The Null Device

Street-level postcodes considered desirable

In light of Google Maps launching their Australasian coverage, I am of the opinion that one geographical innovation Australia could do with is street-level post codes.

If one thinks of postcodes as merely a bit of stuff you write on a letter to help the postman, it may not seem like such a big deal. Though once postcodes are seen in a broader context, as coordinates optimised for specifying how to get to a location, they really come into their own. A 4-digit Australian postcode gives a few square kilometers of urban area, or several times that in the outback. A 6-7 character British postcode, however, can home in on a street or a segment of a street, down to a few dozen houses. Type in a postcode like "NW6 7JR" into Google Maps and you'll get a map showing you where your destination is; enter it into something like the Transport for London Journey Planner, and it has enough information to determine an optimal route for getting to the location in question, getting you close enough to find your destination without any further help. Because the postcode is a code in a very specific format, there is no need for guesswork, address parsing, or the computer asking you to select which location you meant from a list of alternatives.

I modestly propose that Australia would benefit from street level postcodes. The increased efficiency in mail delivery would save the Post Office money, and the streamlining of computer-based navigation technologies would boost the increasingly high-tech, high-speed economy, not to mention provide a valuable public utility. One could possibly even make an environmental argument for finer-grained postcodes, that in optimising navigation, they would reduce the amount of fuel used and pollution emitted. The street-level information could be added on as a suffix to existing postcodes, much in the way ZIP+4 was added to US ZIP codes in 1983, and could consist of an alphanumeric suffix. For example, a segment of a street in Fitzroy could be designated by something that looks like 3065-AB3. (They could also be purely numeric, though alphanumeric suffixes would allow for more information in fewer characters, and keeping the total length to 7 characters or less (as per The Magical Number Seven +/- 2, this being the capacity of human immediate memory) Punch that into a website or mobile phone application and you can get detailed instructions on how to get to your desired location.

Of course, proposing such a scheme is one thing, and getting bureaucrats, politicians and various vested interests to run with it is another, so one probably shouldn't hold one's breath.

And if it never happens, we could always move to a purely latitude/longitude-based coding system like the Natural Area Coding System. The problem with that is that, being purely physical, it does not take into account local geographical features, such as whether two points are adjacent houses on a street or houses in two streets only reachable by a long detour.

There are 4 comments on "Street-level postcodes considered desirable":

Posted by: datakid Thu May 18 22:28:11 2006

why not make fitzroy into 3065-acb in honor of it's proposer?
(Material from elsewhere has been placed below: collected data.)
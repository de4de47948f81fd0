//! Line-oriented user actions for driving a selector.

use std::str::FromStr;

use super::{ProfileSelector, QuerySelection};
use crate::time_range::TimeSelection;
use crate::{Error, Result};

/// A single user interaction.
#[derive(Debug, Clone, PartialEq, Eq)]
pub enum Action {
    /// `profile <name>`
    Profile(String),
    /// `matchers <text>` (text between the braces)
    Matchers(String),
    /// `time <key>`
    Time(TimeSelection),
    /// `range <from> <to>`
    Range { from: i64, to: i64 },
    /// `adjust <from> <to>`: range picked in the series view, emits at once
    Adjust { from: i64, to: i64 },
    /// `label <name> <value>`
    Label { name: String, value: String },
    Search,
    Merge,
    Compare,
    StopCompare,
    Status,
}

/// What applying an action did.
#[derive(Debug, Clone, PartialEq, Eq)]
pub enum Outcome {
    /// A new selection replaced the previous one.
    Emitted(QuerySelection),
    /// Local state changed without emitting.
    Updated,
    /// Nothing changed (disabled action or identical value).
    Unchanged,
}

fn parse_bound(s: Option<&str>, line: &str) -> Result<i64> {
    s.and_then(|v| v.parse().ok())
        .ok_or_else(|| Error::UnknownAction(line.to_string()))
}

impl FromStr for Action {
    type Err = Error;

    fn from_str(line: &str) -> Result<Self> {
        let line = line.trim();
        let (verb, rest) = match line.split_once(char::is_whitespace) {
            Some((verb, rest)) => (verb, rest.trim()),
            None => (line, ""),
        };

        let action = match verb {
            "profile" => Action::Profile(rest.to_string()),
            "matchers" => Action::Matchers(rest.to_string()),
            "time" => Action::Time(rest.parse()?),
            "range" | "adjust" => {
                let mut parts = rest.split_whitespace();
                let from = parse_bound(parts.next(), line)?;
                let to = parse_bound(parts.next(), line)?;
                if parts.next().is_some() {
                    return Err(Error::UnknownAction(line.to_string()));
                }
                if verb == "range" {
                    Action::Range { from, to }
                } else {
                    Action::Adjust { from, to }
                }
            }
            "label" => match rest.split_once(char::is_whitespace) {
                Some((name, value)) => Action::Label {
                    name: name.to_string(),
                    value: value.trim().to_string(),
                },
                None => return Err(Error::UnknownAction(line.to_string())),
            },
            "search" if rest.is_empty() => Action::Search,
            "merge" if rest.is_empty() => Action::Merge,
            "compare" if rest.is_empty() => Action::Compare,
            "stop-compare" if rest.is_empty() => Action::StopCompare,
            "status" if rest.is_empty() => Action::Status,
            _ => return Err(Error::UnknownAction(line.to_string())),
        };
        Ok(action)
    }
}

impl ProfileSelector {
    /// Apply one action to this selector.
    pub fn apply(&mut self, action: Action) -> Result<Outcome> {
        let outcome = match action {
            Action::Profile(name) => {
                if self.set_profile_name(&name) {
                    Outcome::Updated
                } else {
                    Outcome::Unchanged
                }
            }
            Action::Matchers(text) => {
                let before = self.expression.clone();
                self.set_matchers_string(&text);
                if self.expression == before {
                    Outcome::Unchanged
                } else {
                    Outcome::Updated
                }
            }
            Action::Time(selection) => {
                if self.time_selection() == selection {
                    Outcome::Unchanged
                } else {
                    self.select_time(selection);
                    Outcome::Updated
                }
            }
            Action::Range { from, to } => {
                self.set_time_range(from, to)?;
                Outcome::Updated
            }
            Action::Adjust { from, to } => Outcome::Emitted(self.adjust_time_range(from, to)?),
            Action::Label { name, value } => self
                .add_label_matcher(&name, &value)
                .map_or(Outcome::Unchanged, Outcome::Emitted),
            Action::Search => self.search().map_or(Outcome::Unchanged, Outcome::Emitted),
            Action::Merge => self.merge().map_or(Outcome::Unchanged, Outcome::Emitted),
            Action::Compare => {
                if self.compare() {
                    Outcome::Updated
                } else {
                    Outcome::Unchanged
                }
            }
            Action::StopCompare => {
                if self.comparing() {
                    self.stop_comparing();
                    Outcome::Updated
                } else {
                    Outcome::Unchanged
                }
            }
            Action::Status => Outcome::Unchanged,
        };
        Ok(outcome)
    }
}
use std::env;
use std::net::{IpAddr, Ipv4Addr, SocketAddr};

use thiserror::Error;

#[cfg(test)]
use mockall::automock;

pub const DEFAULT_PORT: u16 = 5000;
pub const DEFAULT_HOST: IpAddr = IpAddr::V4(Ipv4Addr::UNSPECIFIED);

/// Where configuration values are read from. The process environment in
/// production, a mock in tests.
#[cfg_attr(test, automock)]
pub trait EnvSource {
    fn var(&self, key: &str) -> Option<String>;
}

pub struct ProcessEnv;

impl EnvSource for ProcessEnv {
    fn var(&self, key: &str) -> Option<String> {
        env::var(key).ok()
    }
}

#[derive(Debug, Clone, Copy, PartialEq, Eq)]
pub enum Runtime {
    Http,
    Lambda,
}

#[derive(Debug, Error, PartialEq, Eq)]
pub enum ConfigError {
    #[error("{key} must be a valid IP address, got '{value}'")]
    InvalidHost { key: &'static str, value: String },
    #[error("{key} must be a port number between 0 and 65535, got '{value}'")]
    InvalidPort { key: &'static str, value: String },
    #[error("{key} must be HTTP or LAMBDA, got '{value}'")]
    InvalidRuntime { key: &'static str, value: String },
}

#[derive(Debug, Clone, PartialEq, Eq)]
pub struct Config {
    pub environment: String,
    pub host: IpAddr,
    pub port: u16,
    pub runtime: Runtime,
}

impl Default for Config {
    fn default() -> Self {
        Config {
            environment: "development".to_string(),
            host: DEFAULT_HOST,
            port: DEFAULT_PORT,
            runtime: Runtime::Http,
        }
    }
}

impl Config {
    pub fn from_env() -> Result<Self, ConfigError> {
        Self::from_source(&ProcessEnv)
    }

    pub fn from_source(source: &impl EnvSource) -> Result<Self, ConfigError> {
        let environment = source
            .var("ENVIRONMENT")
            .unwrap_or_else(|| "development".to_string());

        let host = match source.var("HOST") {
            Some(value) => value
                .trim()
                .parse()
                .map_err(|_| ConfigError::InvalidHost { key: "HOST", value })?,
            None => DEFAULT_HOST,
        };

        let port = match source.var("PORT") {
            Some(value) => value
                .trim()
                .parse()
                .map_err(|_| ConfigError::InvalidPort { key: "PORT", value })?,
            None => DEFAULT_PORT,
        };

        let runtime = match source.var("RUNTIME") {
            Some(value) => {
                let normalized = value.trim().to_ascii_uppercase();
                match normalized.as_str() {
                    "HTTP" => Runtime::Http,
                    "LAMBDA" => Runtime::Lambda,
                    _ => return Err(ConfigError::InvalidRuntime { key: "RUNTIME", value }),
                }
            }
            None => Runtime::Http,
        };

        Ok(Config {
            environment,
            host,
            port,
            runtime,
        })
    }

    pub fn socket_addr(&self) -> SocketAddr {
        SocketAddr::new(self.host, self.port)
    }
}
Posted by: Andrew Thu May 18 23:10:53 2006

As someone who has spent a lot of time writing and supporting code for matching Australian addresses, I can tell you I've wanted a UK style street-level postcode for many many years. Bring it on.

Posted by: acb http://dev.null.org Thu May 18 23:41:11 2006

3065-acb would probably be a bunch of houses somewhere at the start of where they started numbering them, assuming they go for a three-letter suffix. (Though two letters and a digit may be sufficient (it is in the UK), and it would also reduce the need to filter out obscenities; I mean, some people may not like being stuck with "3124-fuk" or something.)

Posted by: acb http://dev.null.org Thu May 18 23:42:28 2006

Perhaps someone should start a campaign, write to newspapers, mail the post office, hassle MPs, and so on.